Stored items
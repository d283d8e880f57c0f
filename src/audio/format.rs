//! PCM stream format description.

use crate::clock::samples_to_duration;
use crate::error::{AudioscopeError, Result};
use serde::{Deserialize, Serialize};
use std::fmt;
use std::str::FromStr;
use std::time::Duration;

/// Numeric representation of one PCM sample.
#[derive(Debug, Clone, Copy, PartialEq, Eq, Serialize, Deserialize)]
#[serde(rename_all = "snake_case")]
pub enum SampleType {
    SignedInt,
    UnsignedInt,
    Float,
}

/// Format of an interleaved PCM stream as negotiated with a device.
#[derive(Debug, Clone, Copy, PartialEq, Eq)]
pub struct AudioFormat {
    pub sample_rate: u32,
    pub channel_count: u16,
    pub sample_type: SampleType,
    pub bits: u16,
}

impl AudioFormat {
    pub fn new(sample_rate: u32, channel_count: u16, sample_type: SampleType, bits: u16) -> Self {
        Self {
            sample_rate,
            channel_count,
            sample_type,
            bits,
        }
    }

    /// 32-bit float format, the format every output device is opened with.
    pub fn float32(sample_rate: u32, channel_count: u16) -> Self {
        Self::new(sample_rate, channel_count, SampleType::Float, 32)
    }

    /// Checks the parts of the format the pipeline itself depends on.
    ///
    /// Sample type and width are checked separately by the converter.
    pub fn validate(&self) -> Result<()> {
        if self.sample_rate == 0 {
            return Err(AudioscopeError::configuration("sample rate must be positive"));
        }
        if !(1..=2).contains(&self.channel_count) {
            return Err(AudioscopeError::configuration(format!(
                "only mono and stereo streams are supported, got {} channels",
                self.channel_count
            )));
        }
        Ok(())
    }

    pub fn bytes_per_sample(&self) -> usize {
        (self.bits / 8) as usize
    }

    pub fn bytes_per_frame(&self) -> usize {
        self.bytes_per_sample() * self.channel_count as usize
    }

    /// Duration of `samples` interleaved samples.
    pub fn duration_of_samples(&self, samples: u64) -> Duration {
        let channels = self.channel_count.max(1) as u64;
        samples_to_duration(samples / channels, self.sample_rate)
    }

    /// Duration of `bytes` bytes of interleaved PCM.
    pub fn duration_of_bytes(&self, bytes: usize) -> Duration {
        let frame = self.bytes_per_frame();
        if frame == 0 {
            return Duration::ZERO;
        }
        samples_to_duration((bytes / frame) as u64, self.sample_rate)
    }

    /// Number of bytes holding `millis` milliseconds of audio.
    pub fn bytes_for_millis(&self, millis: u32) -> usize {
        let frames = self.sample_rate as u64 * millis as u64 / 1000;
        frames as usize * self.bytes_per_frame()
    }

    /// Short tag such as `s16` or `f32`.
    pub fn sample_tag(&self) -> String {
        let prefix = match self.sample_type {
            SampleType::SignedInt => 's',
            SampleType::UnsignedInt => 'u',
            SampleType::Float => 'f',
        };
        format!("{}{}", prefix, self.bits)
    }
}

impl fmt::Display for AudioFormat {
    fn fmt(&self, f: &mut fmt::Formatter<'_>) -> fmt::Result {
        write!(
            f,
            "{} Hz, {}ch, {}",
            self.sample_rate,
            self.channel_count,
            self.sample_tag()
        )
    }
}

/// Sample type and width parsed from a tag like `s16`, `u32` or `f32`.
#[derive(Debug, Clone, Copy, PartialEq, Eq)]
pub struct SampleSpec {
    pub sample_type: SampleType,
    pub bits: u16,
}

impl FromStr for SampleSpec {
    type Err = AudioscopeError;

    fn from_str(s: &str) -> Result<Self> {
        let s = s.trim().to_lowercase();
        let unsupported = || AudioscopeError::UnsupportedFormat { format: s.clone() };

        let mut chars = s.chars();
        let sample_type = match chars.next() {
            Some('s') | Some('i') => SampleType::SignedInt,
            Some('u') => SampleType::UnsignedInt,
            Some('f') => SampleType::Float,
            _ => return Err(unsupported()),
        };
        let bits: u16 = chars.as_str().parse().map_err(|_| unsupported())?;
        Ok(Self { sample_type, bits })
    }
}

#[cfg(test)]
mod tests {
    use super::*;

    #[test]
    fn test_sizes_and_durations() {
        let format = AudioFormat::new(48000, 2, SampleType::SignedInt, 16);
        assert_eq!(format.bytes_per_sample(), 2);
        assert_eq!(format.bytes_per_frame(), 4);
        assert_eq!(format.duration_of_bytes(48000 * 4), Duration::from_secs(1));
        assert_eq!(format.duration_of_samples(9600), Duration::from_millis(100));
        assert_eq!(format.bytes_for_millis(100), 4800 * 4);
    }

    #[test]
    fn test_validate_rejects_surround_and_zero_rate() {
        assert!(AudioFormat::float32(48000, 1).validate().is_ok());
        assert!(AudioFormat::float32(48000, 2).validate().is_ok());
        assert!(AudioFormat::float32(48000, 6).validate().is_err());
        assert!(AudioFormat::float32(0, 1).validate().is_err());
    }

    #[test]
    fn test_display() {
        let format = AudioFormat::new(44100, 1, SampleType::UnsignedInt, 32);
        assert_eq!(format.to_string(), "44100 Hz, 1ch, u32");
    }

    #[test]
    fn test_parse_sample_spec() {
        let spec: SampleSpec = "s16".parse().unwrap();
        assert_eq!(spec.sample_type, SampleType::SignedInt);
        assert_eq!(spec.bits, 16);

        let spec: SampleSpec = "F32".parse().unwrap();
        assert_eq!(spec.sample_type, SampleType::Float);

        assert!("x16".parse::<SampleSpec>().is_err());
        assert!("s".parse::<SampleSpec>().is_err());
    }
}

**Brief**
Your answer should consist of the lines from the line with "pub struct AudioFormat" to the line with "frames as usize" above, repeated exactly, both ends included.

**Solution for this exercise**
pub struct AudioFormat {
    pub sample_rate: u32,
    pub channel_count: u16,
    pub sample_type: SampleType,
    pub bits: u16,
}

impl AudioFormat {
    pub fn new(sample_rate: u32, channel_count: u16, sample_type: SampleType, bits: u16) -> Self {
        Self {
            sample_rate,
            channel_count,
            sample_type,
            bits,
        }
    }

    /// 32-bit float format, the format every output device is opened with.
    pub fn float32(sample_rate: u32, channel_count: u16) -> Self {
        Self::new(sample_rate, channel_count, SampleType::Float, 32)
    }

    /// Checks the parts of the format the pipeline itself depends on.
    ///
    /// Sample type and width are checked separately by the converter.
    pub fn validate(&self) -> Result<()> {
        if self.sample_rate == 0 {
            return Err(AudioscopeError::configuration("sample rate must be positive"));
        }
        if !(1..=2).contains(&self.channel_count) {
            return Err(AudioscopeError::configuration(format!(
                "only mono and stereo streams are supported, got {} channels",
                self.channel_count
            )));
        }
        Ok(())
    }

    pub fn bytes_per_sample(&self) -> usize {
        (self.bits / 8) as usize
    }

    pub fn bytes_per_frame(&self) -> usize {
        self.bytes_per_sample() * self.channel_count as usize
    }

    /// Duration of `samples` interleaved samples.
    pub fn duration_of_samples(&self, samples: u64) -> Duration {
        let channels = self.channel_count.max(1) as u64;
        samples_to_duration(samples / channels, self.sample_rate)
    }

    /// Duration of `bytes` bytes of interleaved PCM.
    pub fn duration_of_bytes(&self, bytes: usize) -> Duration {
        let frame = self.bytes_per_frame();
        if frame == 0 {
            return Duration::ZERO;
        }
        samples_to_duration((bytes / frame) as u64, self.sample_rate)
    }

    /// Number of bytes holding `millis` milliseconds of audio.
    pub fn bytes_for_millis(&self, millis: u32) -> usize {
        let frames = self.sample_rate as u64 * millis as u64 / 1000;
        frames as usize * self.bytes_per_frame()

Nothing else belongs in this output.